Stored entries
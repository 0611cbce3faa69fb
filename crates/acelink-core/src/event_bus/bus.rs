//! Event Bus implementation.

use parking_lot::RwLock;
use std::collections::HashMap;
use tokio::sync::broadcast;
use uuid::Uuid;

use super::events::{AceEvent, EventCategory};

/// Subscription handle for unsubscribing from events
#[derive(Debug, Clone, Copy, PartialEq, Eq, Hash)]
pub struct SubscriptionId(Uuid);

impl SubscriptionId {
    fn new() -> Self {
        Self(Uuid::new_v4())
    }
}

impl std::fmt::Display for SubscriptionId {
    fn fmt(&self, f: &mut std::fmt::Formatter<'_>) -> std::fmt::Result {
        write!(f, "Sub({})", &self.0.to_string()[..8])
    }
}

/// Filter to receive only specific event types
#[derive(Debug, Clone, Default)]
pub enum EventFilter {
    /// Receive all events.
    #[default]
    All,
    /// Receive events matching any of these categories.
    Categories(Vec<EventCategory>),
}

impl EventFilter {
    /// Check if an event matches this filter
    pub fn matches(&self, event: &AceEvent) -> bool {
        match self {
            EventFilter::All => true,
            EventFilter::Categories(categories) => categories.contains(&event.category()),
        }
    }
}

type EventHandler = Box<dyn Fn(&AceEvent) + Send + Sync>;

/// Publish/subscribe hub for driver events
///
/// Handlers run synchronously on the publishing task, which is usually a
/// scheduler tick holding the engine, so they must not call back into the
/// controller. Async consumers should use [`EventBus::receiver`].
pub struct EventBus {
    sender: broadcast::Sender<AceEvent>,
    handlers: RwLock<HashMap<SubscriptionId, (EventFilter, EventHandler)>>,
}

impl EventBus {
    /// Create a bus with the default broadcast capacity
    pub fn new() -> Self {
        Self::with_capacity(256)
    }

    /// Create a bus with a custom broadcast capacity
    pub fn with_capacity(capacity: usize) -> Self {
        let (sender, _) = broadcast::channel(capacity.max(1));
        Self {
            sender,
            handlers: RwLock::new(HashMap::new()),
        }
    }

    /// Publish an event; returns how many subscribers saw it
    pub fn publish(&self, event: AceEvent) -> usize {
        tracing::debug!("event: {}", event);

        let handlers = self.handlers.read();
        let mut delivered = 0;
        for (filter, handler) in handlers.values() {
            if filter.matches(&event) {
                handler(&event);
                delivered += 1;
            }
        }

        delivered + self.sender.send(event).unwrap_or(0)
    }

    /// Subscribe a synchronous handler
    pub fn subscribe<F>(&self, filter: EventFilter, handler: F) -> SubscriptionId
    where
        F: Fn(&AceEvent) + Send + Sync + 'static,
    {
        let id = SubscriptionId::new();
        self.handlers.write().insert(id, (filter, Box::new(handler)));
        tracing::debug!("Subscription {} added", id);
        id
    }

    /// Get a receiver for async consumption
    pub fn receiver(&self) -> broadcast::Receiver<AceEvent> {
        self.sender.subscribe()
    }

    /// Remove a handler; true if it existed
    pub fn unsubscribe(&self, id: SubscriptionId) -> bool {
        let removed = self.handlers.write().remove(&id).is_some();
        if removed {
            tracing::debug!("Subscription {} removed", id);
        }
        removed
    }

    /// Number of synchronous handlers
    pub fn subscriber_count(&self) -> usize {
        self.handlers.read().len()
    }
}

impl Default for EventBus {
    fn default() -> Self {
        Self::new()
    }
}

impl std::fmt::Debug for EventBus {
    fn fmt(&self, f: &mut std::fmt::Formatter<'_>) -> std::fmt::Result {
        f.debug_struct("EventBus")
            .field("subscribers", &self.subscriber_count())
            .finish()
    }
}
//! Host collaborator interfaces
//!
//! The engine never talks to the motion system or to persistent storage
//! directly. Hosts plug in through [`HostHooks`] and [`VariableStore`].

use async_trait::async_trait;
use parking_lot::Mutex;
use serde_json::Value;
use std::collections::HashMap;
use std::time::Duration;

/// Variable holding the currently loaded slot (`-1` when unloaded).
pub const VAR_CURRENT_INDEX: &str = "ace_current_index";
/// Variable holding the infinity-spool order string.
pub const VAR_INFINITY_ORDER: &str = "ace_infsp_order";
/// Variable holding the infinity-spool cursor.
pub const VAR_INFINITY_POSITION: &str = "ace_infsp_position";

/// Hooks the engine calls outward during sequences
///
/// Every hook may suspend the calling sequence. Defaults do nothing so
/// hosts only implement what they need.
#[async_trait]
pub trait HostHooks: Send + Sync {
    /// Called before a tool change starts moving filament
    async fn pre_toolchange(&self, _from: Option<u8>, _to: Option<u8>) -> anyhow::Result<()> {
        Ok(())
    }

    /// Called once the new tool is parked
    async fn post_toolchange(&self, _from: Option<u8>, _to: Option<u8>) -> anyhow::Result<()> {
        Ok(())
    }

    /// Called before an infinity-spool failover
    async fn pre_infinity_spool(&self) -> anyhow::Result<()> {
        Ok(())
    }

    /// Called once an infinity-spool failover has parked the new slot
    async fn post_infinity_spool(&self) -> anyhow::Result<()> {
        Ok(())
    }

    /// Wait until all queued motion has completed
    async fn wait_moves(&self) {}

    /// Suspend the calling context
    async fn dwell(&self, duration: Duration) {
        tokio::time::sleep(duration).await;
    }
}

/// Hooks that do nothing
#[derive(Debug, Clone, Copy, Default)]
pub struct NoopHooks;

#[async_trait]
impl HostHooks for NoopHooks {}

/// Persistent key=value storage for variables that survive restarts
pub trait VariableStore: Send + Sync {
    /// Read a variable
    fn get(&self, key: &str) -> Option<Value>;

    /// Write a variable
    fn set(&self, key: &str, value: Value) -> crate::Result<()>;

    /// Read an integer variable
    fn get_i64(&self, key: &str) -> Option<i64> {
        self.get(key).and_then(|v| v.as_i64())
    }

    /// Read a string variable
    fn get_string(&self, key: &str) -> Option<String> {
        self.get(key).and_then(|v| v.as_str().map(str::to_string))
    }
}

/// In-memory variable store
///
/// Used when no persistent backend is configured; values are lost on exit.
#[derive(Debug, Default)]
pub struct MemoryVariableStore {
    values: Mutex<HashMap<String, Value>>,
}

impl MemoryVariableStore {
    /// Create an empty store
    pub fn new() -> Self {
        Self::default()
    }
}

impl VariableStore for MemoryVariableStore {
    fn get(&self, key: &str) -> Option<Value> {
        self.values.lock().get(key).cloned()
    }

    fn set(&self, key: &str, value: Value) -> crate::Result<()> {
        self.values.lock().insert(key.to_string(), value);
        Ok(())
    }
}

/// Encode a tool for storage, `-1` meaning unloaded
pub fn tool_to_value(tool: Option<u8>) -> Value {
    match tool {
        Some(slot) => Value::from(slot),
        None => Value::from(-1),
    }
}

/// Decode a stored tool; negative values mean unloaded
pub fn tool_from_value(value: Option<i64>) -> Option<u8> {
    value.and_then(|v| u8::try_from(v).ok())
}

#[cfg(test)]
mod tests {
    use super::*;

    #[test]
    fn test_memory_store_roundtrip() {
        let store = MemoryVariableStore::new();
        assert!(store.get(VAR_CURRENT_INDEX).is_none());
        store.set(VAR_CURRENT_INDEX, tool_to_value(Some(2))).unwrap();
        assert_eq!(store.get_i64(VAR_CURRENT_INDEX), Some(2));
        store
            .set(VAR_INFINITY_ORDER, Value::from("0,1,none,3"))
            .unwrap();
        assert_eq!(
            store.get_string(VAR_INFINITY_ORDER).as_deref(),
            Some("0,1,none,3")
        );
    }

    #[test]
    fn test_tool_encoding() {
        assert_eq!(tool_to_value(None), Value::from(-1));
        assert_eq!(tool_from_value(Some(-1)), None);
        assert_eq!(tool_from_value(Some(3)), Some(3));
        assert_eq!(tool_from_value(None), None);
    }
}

==

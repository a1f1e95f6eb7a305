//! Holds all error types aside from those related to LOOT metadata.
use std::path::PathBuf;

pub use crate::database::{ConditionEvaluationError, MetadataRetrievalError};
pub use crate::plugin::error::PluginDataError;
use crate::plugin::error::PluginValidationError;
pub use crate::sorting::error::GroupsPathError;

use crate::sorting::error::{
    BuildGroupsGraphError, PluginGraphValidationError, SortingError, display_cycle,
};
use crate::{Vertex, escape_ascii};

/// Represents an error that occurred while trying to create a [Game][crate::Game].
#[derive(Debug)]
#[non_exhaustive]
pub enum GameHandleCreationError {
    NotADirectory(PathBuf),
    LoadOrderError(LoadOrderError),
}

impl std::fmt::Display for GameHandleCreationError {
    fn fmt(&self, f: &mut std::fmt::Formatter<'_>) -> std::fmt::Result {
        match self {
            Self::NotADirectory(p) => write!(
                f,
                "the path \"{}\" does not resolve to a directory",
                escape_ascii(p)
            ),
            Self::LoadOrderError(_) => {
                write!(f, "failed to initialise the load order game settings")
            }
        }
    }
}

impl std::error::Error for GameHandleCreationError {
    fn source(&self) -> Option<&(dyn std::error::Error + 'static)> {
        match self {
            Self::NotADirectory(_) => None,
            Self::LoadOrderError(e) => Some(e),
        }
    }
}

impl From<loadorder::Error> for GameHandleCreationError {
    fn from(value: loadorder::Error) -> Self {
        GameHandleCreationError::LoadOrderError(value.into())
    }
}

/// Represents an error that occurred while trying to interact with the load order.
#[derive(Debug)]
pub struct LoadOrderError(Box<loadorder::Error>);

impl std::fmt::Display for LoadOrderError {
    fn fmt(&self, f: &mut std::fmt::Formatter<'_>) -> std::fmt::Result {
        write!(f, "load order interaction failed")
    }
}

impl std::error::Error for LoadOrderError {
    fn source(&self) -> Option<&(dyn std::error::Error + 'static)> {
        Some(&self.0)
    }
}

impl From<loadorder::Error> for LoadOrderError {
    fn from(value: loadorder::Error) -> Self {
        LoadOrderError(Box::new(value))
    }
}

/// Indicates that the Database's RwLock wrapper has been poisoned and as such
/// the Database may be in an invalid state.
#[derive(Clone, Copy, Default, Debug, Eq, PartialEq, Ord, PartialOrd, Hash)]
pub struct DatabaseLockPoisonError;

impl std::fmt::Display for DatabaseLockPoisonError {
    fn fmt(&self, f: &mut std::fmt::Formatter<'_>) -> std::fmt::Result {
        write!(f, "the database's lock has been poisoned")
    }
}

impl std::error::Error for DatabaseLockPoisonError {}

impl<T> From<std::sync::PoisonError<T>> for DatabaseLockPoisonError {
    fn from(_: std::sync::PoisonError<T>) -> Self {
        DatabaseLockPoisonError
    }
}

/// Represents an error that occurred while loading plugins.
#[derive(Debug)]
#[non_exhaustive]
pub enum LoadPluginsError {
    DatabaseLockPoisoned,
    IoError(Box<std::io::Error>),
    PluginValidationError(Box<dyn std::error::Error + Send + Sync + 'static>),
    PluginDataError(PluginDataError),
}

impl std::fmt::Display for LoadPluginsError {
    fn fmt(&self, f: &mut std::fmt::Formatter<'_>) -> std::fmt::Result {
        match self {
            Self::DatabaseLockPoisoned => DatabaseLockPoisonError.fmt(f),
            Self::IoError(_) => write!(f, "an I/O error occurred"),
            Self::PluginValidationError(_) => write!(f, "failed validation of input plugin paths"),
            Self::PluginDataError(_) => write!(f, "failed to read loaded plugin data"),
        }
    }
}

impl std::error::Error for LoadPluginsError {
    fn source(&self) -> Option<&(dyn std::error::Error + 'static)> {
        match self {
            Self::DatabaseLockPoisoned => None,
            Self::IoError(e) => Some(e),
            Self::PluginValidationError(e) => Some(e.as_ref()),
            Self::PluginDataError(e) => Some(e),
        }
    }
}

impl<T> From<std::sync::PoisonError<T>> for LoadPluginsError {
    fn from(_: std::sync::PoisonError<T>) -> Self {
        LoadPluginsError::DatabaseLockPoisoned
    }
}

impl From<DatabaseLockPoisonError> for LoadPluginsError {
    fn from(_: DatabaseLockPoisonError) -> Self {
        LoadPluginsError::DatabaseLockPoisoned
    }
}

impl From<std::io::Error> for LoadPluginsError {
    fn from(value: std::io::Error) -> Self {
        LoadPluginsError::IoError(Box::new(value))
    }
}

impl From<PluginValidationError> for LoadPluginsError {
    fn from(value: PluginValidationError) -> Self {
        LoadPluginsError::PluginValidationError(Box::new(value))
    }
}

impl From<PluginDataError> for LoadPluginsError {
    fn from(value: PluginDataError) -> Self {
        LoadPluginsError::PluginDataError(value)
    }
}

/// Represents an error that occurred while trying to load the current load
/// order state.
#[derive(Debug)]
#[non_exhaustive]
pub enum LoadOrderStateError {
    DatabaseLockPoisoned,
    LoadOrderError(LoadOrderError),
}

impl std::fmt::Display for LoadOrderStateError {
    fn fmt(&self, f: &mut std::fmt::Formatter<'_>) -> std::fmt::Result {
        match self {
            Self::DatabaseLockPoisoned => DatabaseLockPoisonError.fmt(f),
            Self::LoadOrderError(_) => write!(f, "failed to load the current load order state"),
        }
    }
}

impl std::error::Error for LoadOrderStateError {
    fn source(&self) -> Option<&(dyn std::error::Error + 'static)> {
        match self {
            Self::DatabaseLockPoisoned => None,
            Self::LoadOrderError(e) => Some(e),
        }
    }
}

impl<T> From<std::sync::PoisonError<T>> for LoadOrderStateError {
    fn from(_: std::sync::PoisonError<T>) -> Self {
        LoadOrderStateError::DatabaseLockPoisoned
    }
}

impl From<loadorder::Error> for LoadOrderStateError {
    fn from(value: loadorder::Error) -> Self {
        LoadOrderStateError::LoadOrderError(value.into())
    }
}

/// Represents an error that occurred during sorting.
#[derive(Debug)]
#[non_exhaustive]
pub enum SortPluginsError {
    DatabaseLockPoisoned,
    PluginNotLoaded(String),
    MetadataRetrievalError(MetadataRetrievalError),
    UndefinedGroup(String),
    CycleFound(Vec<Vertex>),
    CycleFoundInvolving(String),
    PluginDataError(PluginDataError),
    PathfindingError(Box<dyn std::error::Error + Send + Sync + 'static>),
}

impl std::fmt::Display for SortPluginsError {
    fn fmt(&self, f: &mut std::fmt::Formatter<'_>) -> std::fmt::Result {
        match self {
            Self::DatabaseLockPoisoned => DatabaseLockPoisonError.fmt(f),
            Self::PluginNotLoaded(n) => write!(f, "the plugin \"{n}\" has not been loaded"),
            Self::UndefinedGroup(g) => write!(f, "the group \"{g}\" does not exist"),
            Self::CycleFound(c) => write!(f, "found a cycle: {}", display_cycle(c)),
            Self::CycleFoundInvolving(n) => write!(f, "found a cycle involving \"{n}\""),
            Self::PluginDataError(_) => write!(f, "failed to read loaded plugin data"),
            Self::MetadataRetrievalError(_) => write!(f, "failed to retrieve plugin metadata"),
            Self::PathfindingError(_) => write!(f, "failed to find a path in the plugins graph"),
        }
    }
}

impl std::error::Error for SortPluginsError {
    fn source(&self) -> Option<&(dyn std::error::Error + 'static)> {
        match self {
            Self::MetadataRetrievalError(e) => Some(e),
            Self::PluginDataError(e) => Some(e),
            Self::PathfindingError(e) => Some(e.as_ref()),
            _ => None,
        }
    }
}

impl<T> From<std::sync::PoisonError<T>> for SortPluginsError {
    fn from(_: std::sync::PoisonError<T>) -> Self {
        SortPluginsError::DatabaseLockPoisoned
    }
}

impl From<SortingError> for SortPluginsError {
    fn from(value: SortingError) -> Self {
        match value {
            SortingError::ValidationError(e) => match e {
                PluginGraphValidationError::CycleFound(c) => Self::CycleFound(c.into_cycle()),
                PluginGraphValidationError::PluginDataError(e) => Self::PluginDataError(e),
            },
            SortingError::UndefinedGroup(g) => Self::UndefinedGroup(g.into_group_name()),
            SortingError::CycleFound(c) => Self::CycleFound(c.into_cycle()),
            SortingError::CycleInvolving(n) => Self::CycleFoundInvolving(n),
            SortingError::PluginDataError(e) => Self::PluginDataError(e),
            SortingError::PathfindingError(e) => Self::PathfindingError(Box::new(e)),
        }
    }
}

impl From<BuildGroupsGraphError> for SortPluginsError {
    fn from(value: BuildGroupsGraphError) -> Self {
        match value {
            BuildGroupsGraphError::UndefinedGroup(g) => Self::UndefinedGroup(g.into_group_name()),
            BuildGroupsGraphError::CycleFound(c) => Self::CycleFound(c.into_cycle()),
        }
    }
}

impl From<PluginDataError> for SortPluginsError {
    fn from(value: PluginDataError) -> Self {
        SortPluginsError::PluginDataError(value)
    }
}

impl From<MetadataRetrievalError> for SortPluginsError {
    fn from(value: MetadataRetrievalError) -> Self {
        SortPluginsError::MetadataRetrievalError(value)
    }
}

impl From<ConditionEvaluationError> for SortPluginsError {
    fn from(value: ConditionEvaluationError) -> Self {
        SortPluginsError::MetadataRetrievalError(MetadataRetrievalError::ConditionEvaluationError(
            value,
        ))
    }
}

▶ _Your task_
Go through the entries above and copy each line holding the string "DatabaseLockPoisonError".

▶ _Output for this task_
pub struct DatabaseLockPoisonError;
impl std::fmt::Display for DatabaseLockPoisonError {
impl std::error::Error for DatabaseLockPoisonError {}
impl<T> From<std::sync::PoisonError<T>> for DatabaseLockPoisonError {
        DatabaseLockPoisonError
            Self::DatabaseLockPoisoned => DatabaseLockPoisonError.fmt(f),
impl From<DatabaseLockPoisonError> for LoadPluginsError {
    fn from(_: DatabaseLockPoisonError) -> Self {
            Self::DatabaseLockPoisoned => DatabaseLockPoisonError.fmt(f),
            Self::DatabaseLockPoisoned => DatabaseLockPoisonError.fmt(f),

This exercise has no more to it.